Im Städte-Fernarbeiter-Index der Personalplattform Workmotion heißt die Unterkategorie, in der Dublin niemand etwas vormacht, verblümt „Einfachheit der Compliance“. Gemeint sind damit neben Steuern etwa nationale Arbeitsrichtlinien. Und Dublin liegt in fünf von sechs Berufsfeldern ganz vorne.

Doch die Daten zeigen auch: Die von Steuern einmal abgesehen wirklich interessanten Städte für Menschen, die nicht viel mehr als ein geladenes Notebook brauchen, sind andere.
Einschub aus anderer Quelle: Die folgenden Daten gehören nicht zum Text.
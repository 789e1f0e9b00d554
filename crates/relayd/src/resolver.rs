//! Action resolver - maps (verb, entity domain) to a concrete service call.
//!
//! The compatibility table is fixed; a domain that does not support the
//! requested verb yields `IncompatibleVerb`, which upstream treats as a
//! deterministic miss rather than a system error.

use relay_common::types::{CatalogEntity, EntityDomain, ServiceCall, Verb};
use relay_common::RelayError;

/// Whether the domain supports the verb at all. Also used by the matcher's
/// tie-break.
pub fn supports(verb: Verb, domain: EntityDomain) -> bool {
    use EntityDomain::*;
    match verb {
        Verb::TurnOn => matches!(
            domain,
            Light | Switch | Fan | InputBoolean | Cover | Lock | Scene | Script
        ),
        Verb::TurnOff => matches!(domain, Light | Switch | Fan | InputBoolean | Cover | Lock),
        Verb::Toggle => matches!(domain, Light | Switch | Fan | InputBoolean | Cover),
        Verb::SetLevel => matches!(domain, Light | Climate),
        Verb::Unknown => false,
    }
}

/// Resolve a verb against an entity into the service call to execute.
pub fn resolve(
    verb: Verb,
    entity: &CatalogEntity,
    level: Option<f64>,
) -> Result<ServiceCall, RelayError> {
    use EntityDomain::*;

    let incompatible = || RelayError::IncompatibleVerb {
        verb: verb.to_string(),
        domain: entity.domain.to_string(),
    };

    let call = match verb {
        Verb::TurnOn => match entity.domain {
            Light | Switch | Fan | InputBoolean | Scene | Script => {
                service(entity, "turn_on", None)
            }
            Cover => service(entity, "open_cover", None),
            Lock => service(entity, "lock", None),
            Climate => return Err(incompatible()),
        },
        Verb::TurnOff => match entity.domain {
            Light | Switch | Fan | InputBoolean => service(entity, "turn_off", None),
            Cover => service(entity, "close_cover", None),
            Lock => service(entity, "unlock", None),
            Climate | Scene | Script => return Err(incompatible()),
        },
        Verb::Toggle => match entity.domain {
            // The host exposes a domain-generic toggle
            Light | Switch | Fan | InputBoolean | Cover => ServiceCall {
                domain: "homeassistant".to_string(),
                service: "toggle".to_string(),
                entity_id: entity.id.clone(),
                level: None,
            },
            Climate | Lock | Scene | Script => return Err(incompatible()),
        },
        Verb::SetLevel => match entity.domain {
            Light => service(entity, "turn_on", level),
            Climate => service(entity, "set_temperature", level),
            _ => return Err(incompatible()),
        },
        Verb::Unknown => return Err(incompatible()),
    };

    Ok(call)
}

fn service(entity: &CatalogEntity, name: &str, level: Option<f64>) -> ServiceCall {
    ServiceCall {
        domain: entity.domain.to_string(),
        service: name.to_string(),
        entity_id: entity.id.clone(),
        level,
    }
}

#[cfg(test)]
mod tests {
    use super::*;

    fn entity(id: &str, domain: EntityDomain) -> CatalogEntity {
        CatalogEntity {
            id: id.to_string(),
            domain,
            friendly_name: id.to_string(),
            aliases: Vec::new(),
            area: None,
        }
    }

    #[test]
    fn test_turn_off_light() {
        let call = resolve(Verb::TurnOff, &entity("light.office_light", EntityDomain::Light), None)
            .unwrap();
        assert_eq!(call.domain, "light");
        assert_eq!(call.service, "turn_off");
        assert_eq!(call.entity_id, "light.office_light");
        assert_eq!(call.level, None);
    }

    #[test]
    fn test_turn_on_cover_opens() {
        let call =
            resolve(Verb::TurnOn, &entity("cover.garage", EntityDomain::Cover), None).unwrap();
        assert_eq!(call.service, "open_cover");
    }

    #[test]
    fn test_lock_maps_on_to_lock_off_to_unlock() {
        let on = resolve(Verb::TurnOn, &entity("lock.front", EntityDomain::Lock), None).unwrap();
        assert_eq!(on.service, "lock");
        let off = resolve(Verb::TurnOff, &entity("lock.front", EntityDomain::Lock), None).unwrap();
        assert_eq!(off.service, "unlock");
    }

    #[test]
    fn test_toggle_uses_generic_service() {
        let call = resolve(Verb::Toggle, &entity("fan.attic", EntityDomain::Fan), None).unwrap();
        assert_eq!(call.domain, "homeassistant");
        assert_eq!(call.service, "toggle");
        assert_eq!(call.entity_id, "fan.attic");
    }

    #[test]
    fn test_set_level_on_light_and_climate() {
        let light =
            resolve(Verb::SetLevel, &entity("light.desk", EntityDomain::Light), Some(40.0))
                .unwrap();
        assert_eq!(light.service, "turn_on");
        assert_eq!(light.level, Some(40.0));

        let climate = resolve(
            Verb::SetLevel,
            &entity("climate.living", EntityDomain::Climate),
            Some(21.5),
        )
        .unwrap();
        assert_eq!(climate.service, "set_temperature");
        assert_eq!(climate.level, Some(21.5));
    }

    #[test]
    fn test_set_level_on_switch_is_incompatible() {
        let err = resolve(
            Verb::SetLevel,
            &entity("switch.plug", EntityDomain::Switch),
            Some(50.0),
        )
        .unwrap_err();
        assert!(matches!(err, RelayError::IncompatibleVerb { .. }));
    }

    #[test]
    fn test_scene_only_turns_on() {
        assert!(resolve(Verb::TurnOn, &entity("scene.movie", EntityDomain::Scene), None).is_ok());
        assert!(resolve(Verb::TurnOff, &entity("scene.movie", EntityDomain::Scene), None).is_err());
        assert!(!supports(Verb::TurnOff, EntityDomain::Scene));
    }

    #[test]
    fn test_unknown_verb_never_resolves() {
        for domain in [EntityDomain::Light, EntityDomain::Fan, EntityDomain::Lock] {
            assert!(!supports(Verb::Unknown, domain));
            assert!(resolve(Verb::Unknown, &entity("x.y", domain), None).is_err());
        }
    }
}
Die Studienautoren haben untersucht, welche Stadt am besten für die Bedürfnisse von Fernarbeitern und Unternehmen, die solche anstellen, gerüstet ist. Sie klopften 100 Städte weltweit in sechs Berufsfeldern vom Entwickler bis zur Personalmanagerin darauf ab, wie der dortige Zugang zu Talenten, die örtlichen Gehälter und die gebotene Infrastruktur für diese Form des Geldverdienens sind. Denn 16 Prozent aller Unternehmen weltweit haben laut Workmotion bereits gänzlich auf Fernarbeit umgestellt. Sie erlauben ihren Mitarbeitern, von überall ihren Job zu erledigen.

Wem es als Fernarbeiter nicht nur darum geht, Steuern zu sparen, der hat auch in Europa Alternativen zu Dublin. Vor allem London schneidet in der Studie gut ab, ebenso wie Bukarest.



Die britische Hauptstadt landet in mehren Bereichen unter den ersten beiden weltweit und hat ein Alleinstellungsmerkmal über alle Branchen hinweg: Nirgendwo ist der Zugang zu jungen Talenten besser. Und in keiner anderen Stadt gibt es so viele Co-Working-Plätze wie in London.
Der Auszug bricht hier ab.